И вот каждое имя он повторял за мною, каждого, казалось, видел перед собою, каждому имени кланялся до земли, как живому человеку, каждого благословлял как бы присутствовавшего. Некоторые имена он произносил с каким–либо ласковым эпитетом: «Володя, дорогой», «Танюша», и т. д., многие произносил со слезами. Казалось, вся его семья была здесь с ним, и каждое имя вспоминалось со всеми скорбями, со всеми переживаниями человека, которому оно принадлежало. Казалось, время и расстояние не существовали в этот момент. Даже окамененная душа моя не могла несколько не поддаться и не растопиться в этой атмосфере великой любви, преодолевающей человеческую ограниченность.

Прочитано последнее имя. Отец в последний раз поклонился иконе Спасителя. После вечерни мы сели ужинать. О чем–то я его спросила, но он не в силах был ни о чей говорить, хотя видно было, что тоска его рассеялась. Он был полон вечерней, «свиданием» с семьей, молитвой о ней.

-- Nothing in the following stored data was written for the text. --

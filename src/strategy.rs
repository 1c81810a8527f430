//! Ordering, hashing and key-extraction capabilities injected into collections.
//!
//! Ordered collections take a [`Comparator`], hashed ones an
//! [`Equivalence`], and self-keyed maps a [`KeyOf`] that reads the key out of
//! a stored value. All three are plain values chosen at construction, so a
//! collection's behaviour is fixed by its type parameters rather than by
//! subclassing.

use std::cmp::Ordering;
use std::fmt;
use std::hash::{BuildHasher, BuildHasherDefault, DefaultHasher, Hash};
use std::marker::PhantomData;

/// A total order over `T`.
///
/// Must stay consistent for as long as a collection using it holds elements.
/// Closures `Fn(&T, &T) -> Ordering` implement it directly.
pub trait Comparator<T: ?Sized> {
    fn compare(&self, a: &T, b: &T) -> Ordering;
}

/// The order given by `T: Ord`.
#[derive(Debug, Clone, Copy, Default, PartialEq, Eq)]
pub struct NaturalOrder;

impl<T: Ord + ?Sized> Comparator<T> for NaturalOrder {
    #[inline]
    fn compare(&self, a: &T, b: &T) -> Ordering {
        a.cmp(b)
    }
}

impl<T: ?Sized, F> Comparator<T> for F
where
    F: Fn(&T, &T) -> Ordering,
{
    #[inline]
    fn compare(&self, a: &T, b: &T) -> Ordering {
        self(a, b)
    }
}

/// The inverse of another comparator, for collections sorted largest first.
#[derive(Debug, Clone, Copy, Default, PartialEq, Eq)]
pub struct Reversed<C>(pub C);

impl<T: ?Sized, C: Comparator<T>> Comparator<T> for Reversed<C> {
    #[inline]
    fn compare(&self, a: &T, b: &T) -> Ordering {
        self.0.compare(b, a)
    }
}

/// Hash and equality over `T`.
///
/// `equals(a, b)` must imply `hash(a) == hash(b)`. Hashed collections sort by
/// hash and resolve collisions with `equals`.
pub trait Equivalence<T: ?Sized> {
    fn hash(&self, item: &T) -> u64;
    fn equals(&self, a: &T, b: &T) -> bool;
}

/// `Hash` + `Eq` through a `BuildHasher`.
///
/// The default hasher has fixed keys, so element order of hashed collections
/// is reproducible between runs.
#[derive(Debug, Clone, Default)]
pub struct StdHash<S = BuildHasherDefault<DefaultHasher>> {
    build: S,
}

impl<S> StdHash<S> {
    pub fn with_hasher(build: S) -> Self {
        StdHash { build }
    }
}

impl<T: Hash + Eq + ?Sized, S: BuildHasher> Equivalence<T> for StdHash<S> {
    #[inline]
    fn hash(&self, item: &T) -> u64 {
        self.build.hash_one(item)
    }

    #[inline]
    fn equals(&self, a: &T, b: &T) -> bool {
        a == b
    }
}

/// Reads the key embedded in a stored value.
///
/// Closures `Fn(&V) -> &K` implement it directly.
pub trait KeyOf<V> {
    type Key;

    fn key_of<'a>(&self, value: &'a V) -> &'a Self::Key;
}

/// Adapter that turns a key-reading function into a [`KeyOf`].
pub struct KeyFn<K, F> {
    read: F,
    _key: PhantomData<fn(&K)>,
}

impl<K, F> KeyFn<K, F> {
    pub fn new<V>(read: F) -> Self
    where
        F: for<'a> Fn(&'a V) -> &'a K,
    {
        KeyFn {
            read,
            _key: PhantomData,
        }
    }
}

impl<K, F: Clone> Clone for KeyFn<K, F> {
    fn clone(&self) -> Self {
        KeyFn {
            read: self.read.clone(),
            _key: PhantomData,
        }
    }
}

impl<K, F> fmt::Debug for KeyFn<K, F> {
    fn fmt(&self, f: &mut fmt::Formatter<'_>) -> fmt::Result {
        f.write_str("KeyFn")
    }
}

impl<V, K, F> KeyOf<V> for KeyFn<K, F>
where
    F: for<'a> Fn(&'a V) -> &'a K,
{
    type Key = K;

    #[inline]
    fn key_of<'a>(&self, value: &'a V) -> &'a K {
        (self.read)(value)
    }
}

#[cfg(test)]
mod tests {
    use super::*;

    #[test]
    fn comparators() {
        assert_eq!(NaturalOrder.compare(&1, &2), Ordering::Less);
        assert_eq!(Comparator::<str>::compare(&NaturalOrder, "b", "a"), Ordering::Greater);
        assert_eq!(Reversed(NaturalOrder).compare(&1, &2), Ordering::Greater);

        let by_len = |a: &String, b: &String| a.len().cmp(&b.len());
        assert_eq!(by_len.compare(&"aa".to_string(), &"b".to_string()), Ordering::Greater);
    }

    #[test]
    fn std_hash_is_stable() {
        let a: StdHash = StdHash::default();
        let b: StdHash = StdHash::default();
        assert_eq!(Equivalence::<str>::hash(&a, "key"), Equivalence::<str>::hash(&b, "key"));
        assert!(Equivalence::<i32>::equals(&a, &3, &3));
        assert!(!Equivalence::<i32>::equals(&a, &3, &4));
    }

    #[test]
    fn key_fn() {
        let first = KeyFn::new(|pair: &(u32, String)| &pair.0);
        assert_eq!(*first.key_of(&(7, "seven".to_string())), 7);
    }
}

Мне посчастливилось прожить у отца целую неделю. Видимо, Господь дал мне это утешение перед тяжелым испытанием, чтобы запастись силами, да и несколько освободиться от душевной тяжести. Вдвоем прочитали мы все службы первой седмицы «от А до Зет», как он говорил, шутя; вместе пели ирмосы Великого канона по привезенным мною нотам. Напевал он еще мне и выучил меня одному подобну: «Тридневен воскресл еси, Христе, от Гроба». Беседовал со мною об особенностях службы нашей чтимой чудотворной иконе Божией Матери Феодоровский (канон обращен к Спасителю), говорил, что икона Божией Матери есть всегда вместе с тем икона Спасителя. Диктовал мне толкование великого повечерия постного.

Приезжала в эту неделю на короткое время Кира В., бывшая в то время «на сносях». Отец очень о ней тревожился, уложил ее спать на свою кровать, а сам лег чуть ли не на полу. (Потом воспоминание о совместном пребывании нашем у отца нас с ней очень сблизило).

Но проходила неделя, а я еще не поговорила с отцом о своей душе, о своих грехах и скорбях. Он уже сказал, что пора мне уезжать. С трудом я ответила, что ведь еще не поговорила с ним. Он как будто этому удивился: «Ну, давайте, поговорим!» Трудно было начать этот разговор, но он был очень нужен. Казалось, что душа была сожжена скорбью. То, что я говорила, было для него почти новостью. Слушал он меня с большою любовью, состраданием, и эта жалость ко мне потом осталась у него до конца его жизни, точно я ему стала более своя. Старался он не дать моей душе ожесточиться, а идти путем любви, путем духовным; говорил о других и о себе. И, действительно, душа моя наконец ожила, отошла. Я уезжала от него другой, чем приехала.

Все это было так нужно тогда, когда суждены были мне еще новые скорби, новые испытания, встречи с чужими людьми и разлука с дорогой семьей.

Елена АПУШКИНА[115]

Печатается впервые по машинописной копии из архива Е. В. Апушкиной. По желанию автора воспоминания об о. Алексии и о. Сергии Мечевых объединены в одно.